### [LISTED RECORDS]
━━━━

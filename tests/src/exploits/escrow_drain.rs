//! # Escrow Drain Attempts
//!
//! Groups that try to move funds out of the escrow without a matching,
//! unlocked booking. The escrow rule and the pool program each refuse their
//! share; the escrow balance never changes.

#[cfg(test)]
mod tests {
    use crate::fixtures::{Devnet, Leg, StakingPool};
    use qs_01_staking_protocol::{
        AssetTransfer, Authorizer, CallAction, EscrowRejection, EscrowRule, OnCompletion, Operation,
        OperationKind, Rejection,
    };
    use qs_02_group_orchestrator::{LedgerRejection, LegSigner};
    use shared_types::{Address, PoolId};

    /// Pool funded with 1000, lock 2, alice booked 100 and unlocked.
    async fn unlocked_booking() -> (Devnet, StakingPool) {
        let net = Devnet::new();
        let pool = net.staking_pool("creator", 1_000, 2).await;
        net.participant("creator", "alice", &pool, 500).await;
        net.participant("creator", "mallory", &pool, 500).await;
        net.book("alice", &pool, 100).await.unwrap();
        net.ledger.advance_rounds(2);
        (net, pool)
    }

    fn escrow_leg(rule: EscrowRule, transfer: AssetTransfer, fee: u64) -> Leg {
        let op = Operation::new(rule.address(), OperationKind::AssetTransfer(transfer)).with_fee(fee);
        (op, LegSigner::Escrow(rule))
    }

    fn release(pool: &StakingPool, receiver: Address, amount: u64) -> AssetTransfer {
        AssetTransfer {
            asset_id: pool.asset_id,
            receiver,
            amount,
            close_to: None,
        }
    }

    fn assert_escrow_untouched(net: &Devnet, pool: &StakingPool) {
        assert_eq!(net.balance(pool.escrow(), pool.asset_id), Some(1_100));
    }

    #[tokio::test]
    async fn test_lone_escrow_transfer_refused() {
        let (net, pool) = unlocked_booking().await;
        let mallory = net.account("mallory");

        let group = net.forge(vec![net.escrow_transfer(pool.rule, mallory, 500)]);
        assert_eq!(
            net.commit(group).await,
            Err(LedgerRejection::Escrow {
                index: 0,
                reason: EscrowRejection::NotOptIn,
            })
        );
        assert_escrow_untouched(&net, &pool);
    }

    #[tokio::test]
    async fn test_release_behind_booking_call_refused() {
        let (net, pool) = unlocked_booking().await;
        let mallory = net.account("mallory");

        let group = net.forge(vec![
            net.call("mallory", pool.pool_id, CallAction::Booking),
            net.escrow_transfer(pool.rule, mallory, 100),
        ]);
        assert!(matches!(
            net.commit(group).await,
            Err(LedgerRejection::Protocol(Rejection::InvalidBooking { .. }))
        ));
        assert_escrow_untouched(&net, &pool);
    }

    #[tokio::test]
    async fn test_overpaid_withdrawal_refused() {
        let (net, pool) = unlocked_booking().await;
        let alice = net.account("alice");

        let group = net.forge(vec![
            net.call("alice", pool.pool_id, CallAction::Withdrawal),
            net.escrow_transfer(pool.rule, alice, 1_000),
        ]);
        assert_eq!(
            net.commit(group).await,
            Err(LedgerRejection::Protocol(Rejection::AmountMismatch {
                expected: 200,
                actual: 1_000,
            }))
        );
        assert_escrow_untouched(&net, &pool);
    }

    #[tokio::test]
    async fn test_release_to_third_party_refused() {
        let (net, pool) = unlocked_booking().await;
        let mallory = net.account("mallory");

        let group = net.forge(vec![
            net.call("alice", pool.pool_id, CallAction::Withdrawal),
            net.escrow_transfer(pool.rule, mallory, 200),
        ]);
        assert!(matches!(
            net.commit(group).await,
            Err(LedgerRejection::Protocol(Rejection::InvalidWithdrawal { .. }))
        ));
        assert_escrow_untouched(&net, &pool);
    }

    #[tokio::test]
    async fn test_withdrawal_by_non_booker_refused() {
        let (net, pool) = unlocked_booking().await;
        let mallory = net.account("mallory");

        let group = net.forge(vec![
            net.call("mallory", pool.pool_id, CallAction::Withdrawal),
            net.escrow_transfer(pool.rule, mallory, 200),
        ]);
        assert_eq!(
            net.commit(group).await,
            Err(LedgerRejection::Protocol(Rejection::NoActiveBooking))
        );
        assert_escrow_untouched(&net, &pool);
    }

    #[tokio::test]
    async fn test_close_to_sweep_refused() {
        let (net, pool) = unlocked_booking().await;
        let alice = net.account("alice");
        let mallory = net.account("mallory");

        let sweep = AssetTransfer {
            close_to: Some(mallory),
            ..release(&pool, alice, 200)
        };
        let group = net.forge(vec![
            net.call("alice", pool.pool_id, CallAction::Withdrawal),
            escrow_leg(pool.rule, sweep, 1),
        ]);
        assert_eq!(
            net.commit(group).await,
            Err(LedgerRejection::Escrow {
                index: 1,
                reason: EscrowRejection::CloseToForbidden,
            })
        );
        assert_escrow_untouched(&net, &pool);
    }

    #[tokio::test]
    async fn test_rekey_refused() {
        let (net, pool) = unlocked_booking().await;
        let alice = net.account("alice");
        let mallory = net.account("mallory");

        let (op, signer) = escrow_leg(pool.rule, release(&pool, alice, 200), 1);
        let group = net.forge(vec![
            net.call("alice", pool.pool_id, CallAction::Withdrawal),
            (op.with_rekey(mallory), signer),
        ]);
        assert_eq!(
            net.commit(group).await,
            Err(LedgerRejection::Escrow {
                index: 1,
                reason: EscrowRejection::RekeyForbidden,
            })
        );
    }

    #[tokio::test]
    async fn test_fee_drain_refused() {
        let (net, pool) = unlocked_booking().await;
        let alice = net.account("alice");

        let group = net.forge(vec![
            net.call("alice", pool.pool_id, CallAction::Withdrawal),
            escrow_leg(pool.rule, release(&pool, alice, 200), 50_000),
        ]);
        assert_eq!(
            net.commit(group).await,
            Err(LedgerRejection::Escrow {
                index: 1,
                reason: EscrowRejection::FeeTooHigh {
                    fee: 50_000,
                    ceiling: 1_000,
                },
            })
        );
    }

    #[tokio::test]
    async fn test_extra_leg_refused() {
        let (net, pool) = unlocked_booking().await;
        let alice = net.account("alice");
        let mallory = net.account("mallory");

        let group = net.forge(vec![
            net.call("alice", pool.pool_id, CallAction::Withdrawal),
            net.escrow_transfer(pool.rule, alice, 200),
            net.transfer("alice", pool.asset_id, mallory, 1),
        ]);
        assert_eq!(
            net.commit(group).await,
            Err(LedgerRejection::Escrow {
                index: 1,
                reason: EscrowRejection::UnsupportedGroupSize(3),
            })
        );
    }

    #[tokio::test]
    async fn test_escrow_leg_first_refused() {
        let (net, pool) = unlocked_booking().await;
        let alice = net.account("alice");

        let group = net.forge(vec![
            net.escrow_transfer(pool.rule, alice, 200),
            net.call("alice", pool.pool_id, CallAction::Withdrawal),
        ]);
        assert_eq!(
            net.commit(group).await,
            Err(LedgerRejection::Escrow {
                index: 0,
                reason: EscrowRejection::LegOutOfPosition { index: 0 },
            })
        );
    }

    #[tokio::test]
    async fn test_call_into_other_pool_refused() {
        let (net, pool) = unlocked_booking().await;
        let alice = net.account("alice");
        let elsewhere = PoolId(pool.pool_id.0 + 99);

        let group = net.forge(vec![
            net.call("alice", elsewhere, CallAction::Withdrawal),
            net.escrow_transfer(pool.rule, alice, 200),
        ]);
        assert_eq!(
            net.commit(group).await,
            Err(LedgerRejection::Escrow {
                index: 1,
                reason: EscrowRejection::CallTargetMismatch {
                    expected: pool.pool_id,
                    actual: elsewhere,
                },
            })
        );
    }

    #[tokio::test]
    async fn test_lifecycle_call_with_release_refused() {
        let (net, pool) = unlocked_booking().await;
        let alice = net.account("alice");

        let group = net.forge(vec![
            net.lifecycle("alice", pool.pool_id, OnCompletion::CloseOut),
            net.escrow_transfer(pool.rule, alice, 200),
        ]);
        assert_eq!(
            net.commit(group).await,
            Err(LedgerRejection::Escrow {
                index: 1,
                reason: EscrowRejection::CallNotNoOp,
            })
        );
    }

    #[tokio::test]
    async fn test_substituted_rule_refused() {
        let (net, pool) = unlocked_booking().await;
        let alice = net.account("alice");

        // Looser rule presented for the real escrow address.
        let looser = pool.rule.with_fee_ceiling(u64::MAX);
        let (op, _) = net.escrow_transfer(pool.rule, alice, 200);
        let group = net.forge(vec![
            net.call("alice", pool.pool_id, CallAction::Withdrawal),
            (op, LegSigner::Escrow(looser)),
        ]);
        assert_eq!(
            net.commit(group).await,
            Err(LedgerRejection::Escrow {
                index: 1,
                reason: EscrowRejection::NotEscrowLeg { index: 1 },
            })
        );
    }

    #[tokio::test]
    async fn test_honest_withdrawal_still_works() {
        let (net, pool) = unlocked_booking().await;
        net.withdraw("alice", &pool, 200).await.unwrap();
        assert_eq!(net.balance(pool.escrow(), pool.asset_id), Some(900));
    }
}
//! End-to-end staking flows.

pub mod concurrency;
pub mod staking_flows;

━━━━

### [DIRECTIONS FOR THIS TASK]
Each line above with the word "elsewhere" must be returned.

### [TASK ANSWER]
        let elsewhere = PoolId(pool.pool_id.0 + 99);
            net.call("alice", elsewhere, CallAction::Withdrawal),
                    actual: elsewhere,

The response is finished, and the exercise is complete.